The broader market indices surged to all-time highs following the recent election results. However, some industry giants, like Coca-Cola (NYSE: KO), PepsiCo (NASDAQ: PEP), and Procter & Gamble (NYSE: PG), have remained on the sidelines. Here’s an analysis of why these dividend stocks may still be worth considering.

A person puts their fingers to their temple while sitting at a table and looking at a computer in a concerned manner.

Image source: Getty Images.

Slowing Consumer Staples Sector

The year has been positive for the consumer staples sector, helped by strong performances from major players like Walmart and Costco Wholesale, both of which have outperformed the S&P 500 and Nasdaq Composite. Earlier this year, Coca-Cola and P&G also reached all-time highs, but their momentum stalled around late September. Over the past three months, Coca-Cola, Pepsi, and P&G have experienced declines, while the S&P 500 climbed 12.7%.

KO Chart

KO data by YCharts

Common Challenges Ahead

Both Coca-Cola and Pepsi are facing similar issues despite predictions of record profits in 2024. Coca-Cola reported a decline in unit case volumes last quarter, which raises concerns as the company has increasingly turned to price hikes to boost earnings. This downward trend suggests that customers are pushing back against rising prices, highlighting a need for Coca-Cola to stimulate demand.
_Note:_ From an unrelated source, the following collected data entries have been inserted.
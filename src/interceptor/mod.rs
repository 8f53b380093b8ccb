//! # Request Interception
//!
//! A versioned caching layer in front of the network, modelled on a web
//! service worker.
//!
//! ## Lifecycle
//!
//! 1. **Install**: precache the app shell into this version's generation,
//!    then skip waiting, which activates immediately
//! 2. **Activate**: delete every other generation, then take control of
//!    open clients
//! 3. **Fetch**: serve requests by [`Strategy`] once active
//!
//! A version built with [`RequestInterceptor::wait_for_clients`] stays
//! installed and waiting after install until the host calls `activate` or a
//! `{"type": "SKIP_WAITING"}` message arrives. Tagged sync events are
//! forwarded to [`BackgroundSync`].
//!
//! ## Usage
//!
//! ```rust,no_run
//! use procurement_offline::interceptor::{
//!     InterceptedRequest, MemoryResponseCache, ReqwestNetwork, RequestInterceptor,
//! };
//! use std::sync::Arc;
//! use url::Url;
//!
//! # async fn example() -> Result<(), Box<dyn std::error::Error>> {
//! let interceptor = RequestInterceptor::new(
//!     Url::parse("http://127.0.0.1:3000")?,
//!     "procurement-v1",
//!     Arc::new(MemoryResponseCache::new()),
//!     Arc::new(ReqwestNetwork::default()),
//! );
//! interceptor.install().await?;
//!
//! let served = interceptor
//!     .handle_fetch(&InterceptedRequest::get(Url::parse("http://127.0.0.1:3000/app.js")?))
//!     .await?;
//! println!("{} bytes from {:?}", served.response.body.len(), served.source);
//! # Ok(())
//! # }
//! ```

pub mod cache;
pub mod network;
pub mod request;
pub mod strategy;

pub use cache::{MemoryResponseCache, ResponseCache};
pub use network::{Network, ReqwestNetwork};
pub use request::{CacheKey, CachedResponse, InterceptedRequest, RequestMode};
pub use strategy::{classify, Strategy};

use crate::client::config::Config;
use crate::client::sync::BackgroundSync;
use crate::shared::config::{ConfigError, DEFAULT_API_PREFIX};
use crate::shared::error::{FetchError, StorageError};
use serde::{Deserialize, Serialize};
use std::sync::Arc;
use tokio::sync::RwLock;
use url::Url;

/// App shell fetched at install time
pub const PRECACHE_PATHS: &[&str] = &["/", "/index.html", "/manifest.json"];

/// Control message posted to the interceptor
#[derive(Debug, Clone, PartialEq, Eq, Serialize, Deserialize)]
#[serde(tag = "type", rename_all = "SCREAMING_SNAKE_CASE")]
pub enum ControlMessage {
    SkipWaiting,
}

#[derive(Debug, Clone, Copy, PartialEq, Eq)]
pub enum WorkerState {
    /// Created, nothing cached yet
    Parsed,
    /// App shell cached, waiting to activate
    Installed,
    /// Serving requests for all clients
    Activated,
}

/// Where a served response came from
#[derive(Debug, Clone, Copy, PartialEq, Eq)]
pub enum ResponseSource {
    Network,
    Cache,
    /// The cached site root, served for a failed navigation
    RootFallback,
}

#[derive(Debug, Clone, PartialEq)]
pub struct Served {
    pub response: CachedResponse,
    pub source: ResponseSource,
}

impl Served {
    fn network(response: CachedResponse) -> Self {
        Self {
            response,
            source: ResponseSource::Network,
        }
    }

    fn cache(response: CachedResponse) -> Self {
        Self {
            response,
            source: ResponseSource::Cache,
        }
    }
}

#[derive(Debug)]
struct Lifecycle {
    state: WorkerState,
    skip_waiting: bool,
    controls_clients: bool,
}

/// Versioned request interceptor
pub struct RequestInterceptor {
    origin: Url,
    generation: String,
    api_prefix: String,
    cache: Arc<dyn ResponseCache>,
    network: Arc<dyn Network>,
    background: Option<Arc<BackgroundSync>>,
    lifecycle: RwLock<Lifecycle>,
}

impl std::fmt::Debug for RequestInterceptor {
    fn fmt(&self, f: &mut std::fmt::Formatter<'_>) -> std::fmt::Result {
        f.debug_struct("RequestInterceptor")
            .field("origin", &self.origin.as_str())
            .field("generation", &self.generation)
            .finish_non_exhaustive()
    }
}

impl RequestInterceptor {
    pub fn new(
        origin: Url,
        generation: impl Into<String>,
        cache: Arc<dyn ResponseCache>,
        network: Arc<dyn Network>,
    ) -> Self {
        Self {
            origin,
            generation: generation.into(),
            api_prefix: DEFAULT_API_PREFIX.to_string(),
            cache,
            network,
            background: None,
            lifecycle: RwLock::new(Lifecycle {
                state: WorkerState::Parsed,
                skip_waiting: true,
                controls_clients: false,
            }),
        }
    }

    /// Interceptor for the configured server, cache version and API prefix
    pub fn from_config(
        config: &Config,
        cache: Arc<dyn ResponseCache>,
        network: Arc<dyn Network>,
    ) -> Result<Self, ConfigError> {
        let app = config.app();
        let origin = Url::parse(&app.server_url)
            .map_err(|e| ConfigError::InvalidUrl(format!("{}: {}", app.server_url, e)))?;
        let mut interceptor = Self::new(origin, app.cache_version.clone(), cache, network);
        interceptor.api_prefix = app.api_prefix.clone();
        Ok(interceptor)
    }

    /// Stay waiting after install instead of activating straight away
    pub fn wait_for_clients(mut self) -> Self {
        self.lifecycle.get_mut().skip_waiting = false;
        self
    }

    pub fn with_background_sync(mut self, background: Arc<BackgroundSync>) -> Self {
        self.background = Some(background);
        self
    }

    pub fn generation(&self) -> &str {
        &self.generation
    }

    pub async fn state(&self) -> WorkerState {
        self.lifecycle.read().await.state
    }

    pub async fn controls_clients(&self) -> bool {
        self.lifecycle.read().await.controls_clients
    }

    /// Installed and not allowed to activate yet
    pub async fn is_waiting(&self) -> bool {
        let lifecycle = self.lifecycle.read().await;
        lifecycle.state == WorkerState::Installed && !lifecycle.skip_waiting
    }

    fn root_key(&self) -> Result<CacheKey, FetchError> {
        let root = self
            .origin
            .join("/")
            .map_err(|e| FetchError::cache(e.to_string()))?;
        Ok(CacheKey::new(&reqwest::Method::GET, &root))
    }

    /// Precache the app shell, then activate unless waiting for clients
    ///
    /// All-or-nothing: if any shell resource cannot be fetched with a 2xx
    /// status, nothing is cached and the version stays uninstalled.
    pub async fn install(&self) -> Result<(), FetchError> {
        tracing::info!(generation = %self.generation, "installing");

        let mut fetched = Vec::with_capacity(PRECACHE_PATHS.len());
        for path in PRECACHE_PATHS {
            let url = self
                .origin
                .join(path)
                .map_err(|e| FetchError::cache(format!("{}: {}", path, e)))?;
            let request = InterceptedRequest::get(url);
            let response = self.network.fetch(&request).await?;
            if !response.is_ok() {
                return Err(FetchError::network(
                    request.url.as_str(),
                    format!("precache got HTTP {}", response.status),
                ));
            }
            fetched.push((request.cache_key(), response));
        }

        for (key, response) in fetched {
            self.cache.put(&self.generation, key, response).await?;
        }
        tracing::info!(generation = %self.generation, "app shell precached");

        let skip_waiting = {
            let mut lifecycle = self.lifecycle.write().await;
            lifecycle.state = WorkerState::Installed;
            lifecycle.skip_waiting
        };
        if skip_waiting {
            self.activate().await?;
        } else {
            tracing::info!(generation = %self.generation, "installed, waiting to activate");
        }
        Ok(())
    }

    /// Activate without waiting for old clients to go away
    ///
    /// Activates now when installed; before install it makes the coming
    /// install activate straight away.
    pub async fn skip_waiting(&self) -> Result<(), FetchError> {
        let installed = {
            let mut lifecycle = self.lifecycle.write().await;
            lifecycle.skip_waiting = true;
            lifecycle.state == WorkerState::Installed
        };
        if installed {
            self.activate().await?;
        }
        Ok(())
    }

    /// Purge other generations, then take control of all clients
    pub async fn activate(&self) -> Result<(), FetchError> {
        tracing::info!(generation = %self.generation, "activating");
        for name in self.cache.generations().await? {
            if name != self.generation {
                tracing::info!(generation = %name, "deleting old cache generation");
                self.cache.delete_generation(&name).await?;
            }
        }

        let mut lifecycle = self.lifecycle.write().await;
        lifecycle.state = WorkerState::Activated;
        lifecycle.controls_clients = true;
        Ok(())
    }

    /// Handle a posted control message; returns whether it was understood
    pub async fn handle_message(&self, message: &serde_json::Value) -> Result<bool, FetchError> {
        let message = match ControlMessage::deserialize(message) {
            Ok(message) => message,
            Err(e) => {
                tracing::debug!("ignoring control message: {}", e);
                return Ok(false);
            }
        };

        match message {
            ControlMessage::SkipWaiting => self.skip_waiting().await?,
        }
        Ok(true)
    }

    /// Handle a background sync event
    ///
    /// `None` when no background sync is attached or the tag is not ours.
    pub async fn handle_sync(&self, tag: &str) -> Option<Result<usize, StorageError>> {
        tracing::info!(tag, "sync event");
        match &self.background {
            Some(background) => background.fire(tag).await,
            None => None,
        }
    }

    /// Serve one request
    pub async fn handle_fetch(&self, request: &InterceptedRequest) -> Result<Served, FetchError> {
        if !self.controls_clients().await {
            return self.network.fetch(request).await.map(Served::network);
        }

        match classify(request, &self.api_prefix) {
            Strategy::PassThrough => self.network.fetch(request).await.map(Served::network),
            Strategy::CacheFirst => self.cache_first(request).await,
            Strategy::NetworkFirst => self.network_first(request).await,
        }
    }

    async fn cache_first(&self, request: &InterceptedRequest) -> Result<Served, FetchError> {
        let key = request.cache_key();
        if let Some(cached) = self.lookup(&key).await {
            return Ok(Served::cache(cached));
        }

        match self.network.fetch(request).await {
            Ok(response) => {
                if response.is_ok() {
                    self.store(key, &response).await;
                }
                Ok(Served::network(response))
            }
            Err(e) => {
                tracing::warn!(url = %request.url, "cache first: {}", e);
                self.navigation_fallback(request, e).await
            }
        }
    }

    async fn network_first(&self, request: &InterceptedRequest) -> Result<Served, FetchError> {
        match self.network.fetch(request).await {
            Ok(response) => {
                if response.is_ok() && request.method == reqwest::Method::GET {
                    self.store(request.cache_key(), &response).await;
                }
                Ok(Served::network(response))
            }
            Err(e) => {
                tracing::info!(url = %request.url, "network failed, trying cache");
                if let Some(cached) = self.lookup(&request.cache_key()).await {
                    return Ok(Served::cache(cached));
                }
                self.navigation_fallback(request, e).await
            }
        }
    }

    async fn navigation_fallback(
        &self,
        request: &InterceptedRequest,
        error: FetchError,
    ) -> Result<Served, FetchError> {
        if request.is_navigation() {
            if let Some(root) = self.lookup(&self.root_key()?).await {
                return Ok(Served {
                    response: root,
                    source: ResponseSource::RootFallback,
                });
            }
        }
        Err(error)
    }

    async fn lookup(&self, key: &CacheKey) -> Option<CachedResponse> {
        match self.cache.get(&self.generation, key).await {
            Ok(hit) => hit,
            Err(e) => {
                tracing::warn!(key = %key, "cache read failed: {}", e);
                None
            }
        }
    }

    async fn store(&self, key: CacheKey, response: &CachedResponse) {
        if let Err(e) = self.cache.put(&self.generation, key, response.clone()).await {
            tracing::warn!("cache write failed: {}", e);
        }
    }
}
Pepsi, on the other hand, has seen volume decreases across its key product lines, including beverages and snacks like Frito-Lay and Quaker Oats. Unlike Coca-Cola and P&G, Pepsi has struggled with volume declines for more extended periods. In response, management is introducing new strategies to attract buyers, such as increasing package sizes and adding more small chip bags in combo packs.

P&G’s recent earnings report also reflected slow sales growth. Nevertheless, P&G maintains significant pricing power, putting it on track for another record profit year, with low single-digit sales growth anticipated. Importantly, P&G’s robust earnings allow it to repurchase shares aggressively, making it the highest-valued stock among the three, while Pepsi holds the lowest valuation.

PG PE Ratio Chart

PG PE Ratio data by YCharts

Investing Opportunities for the Cautious

The strongest performers since the election have been sectors like financials and industrials, which could gain from new administration policies such as deregulation and potential government support for local manufacturing. Meanwhile, traditional growth sectors like technology and consumer discretionary saw gains as big names like Nvidia, Apple, Microsoft, Tesla, Amazon, Alphabet, and Meta Platforms rallied.
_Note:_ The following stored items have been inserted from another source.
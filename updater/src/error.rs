//! Error types for the manifest updater.
//!
//! Every failure aborts the run. The variants group into four kinds: an
//! unknown game selector, a failed fetch, malformed upstream XML, and local
//! file I/O. Each variant carries enough context (path, URL, or reason) to
//! produce a useful one-line diagnostic.

use crate::fetch::FetchError;
use camino::Utf8PathBuf;
use thiserror::Error;

/// Errors that can occur while rewriting a manifest.
#[derive(Debug, Error)]
pub enum ManifestError {
    /// The game selector is not one of the known variants.
    #[error("unknown game \"{value}\"; expected one of: {expected}")]
    InvalidGame {
        /// The rejected selector.
        value: String,
        /// Comma-separated list of accepted selectors.
        expected: String,
    },

    /// The upstream manifest could not be fetched.
    #[error(transparent)]
    Network(#[from] FetchError),

    /// The upstream manifest is not well-formed UTF-8 XML.
    #[error("failed to parse manifest: {reason}")]
    Parse {
        /// Description of the parse failure.
        reason: String,
    },

    /// The manifest could not be serialized back to XML.
    #[error("failed to serialize manifest: {reason}")]
    Serialize {
        /// Description of the writer failure.
        reason: String,
    },

    /// The local update script could not be read for hashing.
    #[error("failed to read update script at {path}")]
    ReadScript {
        /// Path of the script that was read.
        path: Utf8PathBuf,
        /// The underlying I/O error.
        #[source]
        source: std::io::Error,
    },

    /// The rewritten manifest could not be written to disk.
    #[error("failed to write manifest to {path}")]
    WriteManifest {
        /// Destination path of the manifest.
        path: Utf8PathBuf,
        /// The underlying I/O error.
        #[source]
        source: std::io::Error,
    },

    /// The working directory could not be resolved as a UTF-8 path.
    #[error("cannot use working directory: {reason}")]
    WorkingDirectory {
        /// Description of the failure.
        reason: String,
    },
}

impl ManifestError {
    /// Construct a [`ManifestError::Parse`] from any displayable cause.
    pub(crate) fn parse(reason: impl std::fmt::Display) -> Self {
        Self::Parse {
            reason: reason.to_string(),
        }
    }
}

/// Result type alias using [`ManifestError`].
pub type Result<T> = std::result::Result<T, ManifestError>;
Typically, the consumer staples sector thrives during uncertain times, with significant volatility leading up to the election. Now, however, the market appears to favor cyclical sectors expected to drive economic expansion.

Long-term investors might be wise to overlook short-term market fluctuations and avoid shifting between sectors based solely on trend momentum.

Coca-Cola, Pepsi, and P&G are strong dividend stocks that appeal to cautious investors. All three are considered Dividend Kings, having increased their dividends for at least 50 consecutive years. Specifically, Pepsi has maintained a 52-year streak, Coca-Cola for 62 years, and P&G for an impressive 68 years. These companies can provide reliable passive income or support retirement income rather than hoping to outperform the market on a short-term basis.

With reasonable valuations and price-to-earnings ratios lower than the S&P 500, it’s possible that Coca-Cola, Pepsi, and P&G may continue to lag behind in the near future. If this trend continues, they could transition from balanced investments to compelling buys that are too attractive to ignore.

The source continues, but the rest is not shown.